Visite de la salle n° 2

La fabrique de billes
En 1871, Alexandre Barral, qui était marchand de draps à Cobonne, décida d’y créer une usine à billes. En 1914, vu la pénurie en eau, l'usine Barral fut transférée à Mirabel et Blacons au bord du canal de la Gervanne. Les paysans alentour contribuèrent à l’activité en taillant des petits cubes de pierre pour en faire des billes à l'usine. La production se poursuivit jusqu’à 1984, et aujourd’hui ce lieu va revivre, car la friche industrielle va être transformée en ateliers et en logements.
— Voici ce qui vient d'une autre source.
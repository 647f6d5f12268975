//! Pure functions for mapping repository and service errors to HTTP status codes.

use super::RepositoryError;
use crate::roster::ServiceError;

/// Maps a [`RepositoryError`] to an HTTP status code.
///
/// - `NotFound` -> 404 (Not Found)
/// - `AlreadyExists` -> 409 (Conflict)
/// - `NotEnrolled` -> 422 (Unprocessable Entity)
/// - `ConnectionFailed` -> 503 (Service Unavailable)
/// - `QueryFailed` -> 500 (Internal Server Error)
/// - `Serialization` -> 500 (Internal Server Error)
/// - `InvalidData` -> 400 (Bad Request)
///
/// # Examples
///
/// ```
/// use roster_core::storage::{RepositoryError, repository_error_to_status_code};
///
/// let error = RepositoryError::not_found("Group", 7);
/// assert_eq!(repository_error_to_status_code(&error), 404);
/// ```
pub fn repository_error_to_status_code(error: &RepositoryError) -> u16 {
    match error {
        RepositoryError::NotFound { .. } => 404,
        RepositoryError::AlreadyExists { .. } => 409,
        RepositoryError::NotEnrolled { .. } => 422,
        RepositoryError::ConnectionFailed(_) => 503,
        RepositoryError::QueryFailed(_) => 500,
        RepositoryError::Serialization(_) => 500,
        RepositoryError::InvalidData(_) => 400,
    }
}

/// Maps a [`ServiceError`] to an HTTP status code.
///
/// A mark recorded without an enrollment is 422 (Unprocessable Entity): the
/// request is well formed but the relationship it depends on is missing.
pub fn service_error_to_status_code(error: &ServiceError) -> u16 {
    match error {
        ServiceError::NotFound(_) => 404,
        ServiceError::SubjectNotAssigned { .. } => 422,
        ServiceError::Validation(_) => 400,
        ServiceError::Repository(inner) => repository_error_to_status_code(inner),
    }
}

#[cfg(test)]
mod tests {
    use super::*;
    use crate::roster::ValidationError;

    #[test]
    fn test_not_found_maps_to_404() {
        let error = RepositoryError::not_found("Student", 1);
        assert_eq!(repository_error_to_status_code(&error), 404);
    }

    #[test]
    fn test_already_exists_maps_to_409() {
        let error = RepositoryError::already_exists("Group", "A-1");
        assert_eq!(repository_error_to_status_code(&error), 409);
    }

    #[test]
    fn test_not_enrolled_maps_to_422() {
        let error = RepositoryError::NotEnrolled {
            student_id: 1,
            subject_id: 2,
        };
        assert_eq!(repository_error_to_status_code(&error), 422);
    }

    #[test]
    fn test_connection_failed_maps_to_503() {
        let error = RepositoryError::ConnectionFailed("pool closed".to_string());
        assert_eq!(repository_error_to_status_code(&error), 503);
    }

    #[test]
    fn test_query_and_serialization_map_to_500() {
        let query = RepositoryError::QueryFailed("syntax error".to_string());
        let serialization = RepositoryError::Serialization("bad row".to_string());
        assert_eq!(repository_error_to_status_code(&query), 500);
        assert_eq!(repository_error_to_status_code(&serialization), 500);
    }

    #[test]
    fn test_invalid_data_maps_to_400() {
        let error = RepositoryError::InvalidData("negative age".to_string());
        assert_eq!(repository_error_to_status_code(&error), 400);
    }

    #[test]
    fn test_service_errors() {
        assert_eq!(
            service_error_to_status_code(&ServiceError::not_found_id("Mark", 3)),
            404
        );
        assert_eq!(
            service_error_to_status_code(&ServiceError::SubjectNotAssigned {
                student_id: 1,
                subject_id: 2,
            }),
            422
        );
        assert_eq!(
            service_error_to_status_code(&ValidationError::EmptyName.into()),
            400
        );
    }

    #[test]
    fn test_service_error_delegates_repository_status() {
        let error = ServiceError::Repository(RepositoryError::already_exists("Subject", "Art"));
        assert_eq!(service_error_to_status_code(&error), 409);
    }
}
//! Cache key construction.
//!
//! Every key lives in one region and reads `"{region}:{rest}"`. Each read
//! operation renders its full parameter tuple into the key; absent parameters
//! render as a fixed placeholder so distinct tuples never share a key.

use std::fmt::Display;

use crate::roster::{MarkQuery, NameQuery, SortOrder};

pub const STUDENTS: &str = "students";
pub const GROUPS: &str = "groups";
pub const SUBJECTS: &str = "subjects";
pub const MARKS: &str = "marks";
pub const STUDENT_SUBJECTS: &str = "student_subjects";

/// All cache regions.
pub const REGIONS: [&str; 5] = [STUDENTS, GROUPS, SUBJECTS, MARKS, STUDENT_SUBJECTS];

fn or_placeholder<T: Display>(value: Option<T>, placeholder: &str) -> String {
    value.map_or_else(|| placeholder.to_string(), |v| v.to_string())
}

/// Names are quoted so a filter on the literal text "null" differs from no filter.
fn name_filter(name: Option<&str>) -> String {
    name.map_or_else(|| "null".to_string(), |n| format!("{n:?}"))
}

/// Returns the pattern that matches every key in a region.
pub fn region_pattern(region: &str) -> String {
    format!("{region}:*")
}

pub fn student_key(id: i64) -> String {
    format!("{STUDENTS}:{id}")
}

/// Key for a filtered student listing: `students:list:{age}-{sort}-{id}`.
pub fn student_list_key(age: Option<i32>, sort: Option<SortOrder>, id: Option<i64>) -> String {
    format!(
        "{STUDENTS}:list:{}-{}-{}",
        or_placeholder(age, "null"),
        or_placeholder(sort, "null"),
        or_placeholder(id, "null")
    )
}

pub fn student_list_pattern() -> String {
    format!("{STUDENTS}:list:*")
}

pub fn students_by_group_key(group_id: i64) -> String {
    format!("{STUDENTS}:group-{group_id}")
}

pub fn group_key(id: i64) -> String {
    format!("{GROUPS}:{id}")
}

pub fn group_name_key(name: &str) -> String {
    format!("{GROUPS}:name_{name}")
}

pub fn group_list_key(query: &NameQuery) -> String {
    format!(
        "{GROUPS}:list:{}-{}",
        name_filter(query.name.as_deref()),
        or_placeholder(query.sort, "null")
    )
}

pub fn group_list_pattern() -> String {
    format!("{GROUPS}:list:*")
}

pub fn subject_key(id: i64) -> String {
    format!("{SUBJECTS}:{id}")
}

pub fn subject_name_key(name: &str) -> String {
    format!("{SUBJECTS}:name_{name}")
}

/// Key for the cached existence check of a subject name.
pub fn subject_exists_key(name: &str) -> String {
    format!("{SUBJECTS}:exists-{name}")
}

pub fn subject_list_key(query: &NameQuery) -> String {
    format!(
        "{SUBJECTS}:list:{}-{}",
        name_filter(query.name.as_deref()),
        or_placeholder(query.sort, "default")
    )
}

pub fn subject_list_pattern() -> String {
    format!("{SUBJECTS}:list:*")
}

/// Key for a mark listing: `marks:marks-{studentId|all}-{subjectId|all}`.
pub fn mark_list_key(query: &MarkQuery) -> String {
    format!(
        "{MARKS}:marks-{}-{}",
        or_placeholder(query.student_id, "all"),
        or_placeholder(query.subject_id, "all")
    )
}

pub fn marks_by_value_key(value: i32) -> String {
    format!("{MARKS}:value-{value}")
}

pub fn student_average_key(student_id: i64) -> String {
    format!("{MARKS}:avg-student-{student_id}")
}

pub fn subject_average_key(subject_id: i64) -> String {
    format!("{MARKS}:avg-subject-{subject_id}")
}

/// Key for the subjects a student is enrolled in.
pub fn student_subjects_key(student_id: i64) -> String {
    format!("{STUDENT_SUBJECTS}:subjects-{student_id}")
}

/// Key for the students enrolled in a subject.
pub fn subject_students_key(subject_id: i64) -> String {
    format!("{STUDENT_SUBJECTS}:students-{subject_id}")
}

pub fn student_with_subjects_key(student_id: i64) -> String {
    format!("{STUDENT_SUBJECTS}:student-with-subjects-{student_id}")
}

pub fn subject_with_students_key(subject_id: i64) -> String {
    format!("{STUDENT_SUBJECTS}:subject-with-students-{subject_id}")
}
On peut voir au musée une machine à malaxer la terre pour les billes.

La papeterie, l’imprimerie
La Drôme comptait de nombreuses entreprises à l’activité papetière, comme la Piale, alimentée par la Sye, l’usine Latune, à Mirabel et Blacons ou encore la Papeterie de Montségur qui fabrique les plus beaux papiers de soie, créée en 1840 à Montségur sur Lauzon.

A voir sur place :
- une machine à imprimer de marque Foulon & Langenhagen
(les établissements Foulon et Langenhagen étaient basés à Roubaix ; leur logotype : une tour Eiffel entourée des lettres F et L.
- une bobineuse, découpeuse à papier venant de La Papeterie de Montségur


- un énorme massicot, du nom de son inventeur, Guillaume Massicot (1797-1870) de marque Ch. Mansfeld, Leipzig


- une machine à écrire, modèle Mignon AEG (Allgemeinen Elektrizitaets-Gesellschaft) datant de 1900



- une régleuse en service à la Papeterie Latune à Blacons, qui servait à imprimer les lignes des cahiers

Jean-Louis Granjon nous montre le travail du typographe dans un reportage France Bleu du 13 août 2020.

L’industrie textile
La filature est contemporaine de la sériciculture et elle est restée une industrie familiale jusqu'au début du 19ème siècle. Le moulinage permet d’obtenir toutes sortes de fils, fins, résistants, brillants, lisses, mats ou crêpés, qui au tissage donnent des tissus d’aspect très variés. Les tissages se sont installés dans nos vallées d'agriculture pauvre, régions montagneuses souvent bien pourvues en force hydraulique et en main d’oeuvre : draperie Morin à Dieulefit, usine Naef à Saillans, Tissage des Mûres à Saint-Jean en Royans...

Les machines exposées proviennent d’anciennes usines et ateliers de notre territoire :

- un métier à tisser pour soieries, provenant de Sainte-Colombe sur Gand (42) qui comptait plusieurs ateliers de tissage et de broderie, installés chez l’habitant, à la fin du 19ème (ancienne usine Romagny)

- une machine à plisser

- un gauchoir à draps de laine ou moulin à foulon, premier moulin de l’industrie textile lainière

- une machine à tricoter circulaire « La Laborieuse » (Carlton), ayant servi dans un atelier à Beaufort.


- une machine à tricoter « La Semeuse » (Amineau)
Souvent fabriquées en Angleterre, les machines à tricoter circulaires destinées au marché français se sont vendues sous différentes marques : la Prévoyante, la Laborieuse, Omnia, la Gauloise, la Ruche, les Travailleurs Réunis… La Semeuse ainsi que La Laborieuse étaient fabriquées en France, par les établissements Amineau Frères à Nantes.


- un métier à tisser provenant des Ateliers Diederichs de Bourgoin (38)

La teinturerie
Créée en 1869, la teinturerie Grand se tenait sur le quai Maurice-Faure à Crest. Rémy Grand inventa un procédé (breveté en 1886), la « tartaline », pour éviter l’emploi du tartre dans la teinture ou le mordançage.
A voir au musée, une machine à dégraisser.

Le travail du bois
Aujourd’hui encore, le travail du bois occupe un nombre important de salariés sur notre territoire : scieries, menuiseries, charpentiers...


On découvre de nombreux outils et machines ayant trait à cette activité, par exemple une presse à placage pour le bois.

A voir aussi un treuil monumental (4 tonnes) datant de 1800, avec corde en chanvre, ayant servi autrefois à effectuer des travaux sur la tour de Crest.